[SUPPLIED MATERIAL Boundary: Start]
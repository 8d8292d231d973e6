//! Workflow Descriptor Module
//!
//! Provides the descriptor model consumed by the generators, together with
//! loading and advisory validation of descriptor documents.
//!
//! # Structure
//!
//! - [`model`]: Descriptor data structures (tasks, commands, steps, structs)
//! - [`loader`]: YAML/JSON loading and saving
//! - [`validator`]: Advisory document checks

pub mod loader;
pub mod model;
pub mod validator;

pub use loader::{load_document, parse_document, save_document, Format};
pub use model::{Document, TaskDefinition, Workflow, WorkflowStep};
pub use validator::{validate_document, ValidationError};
[SUPPLIED MATERIAL Boundary: End]
### WHAT IS NEEDED
If a line in the records above holds the string "loader", copy it out.

### RESULT OF THE TASK
//! - [`loader`]: YAML/JSON loading and saving
pub mod loader;
pub use loader::{load_document, parse_document, save_document, Format};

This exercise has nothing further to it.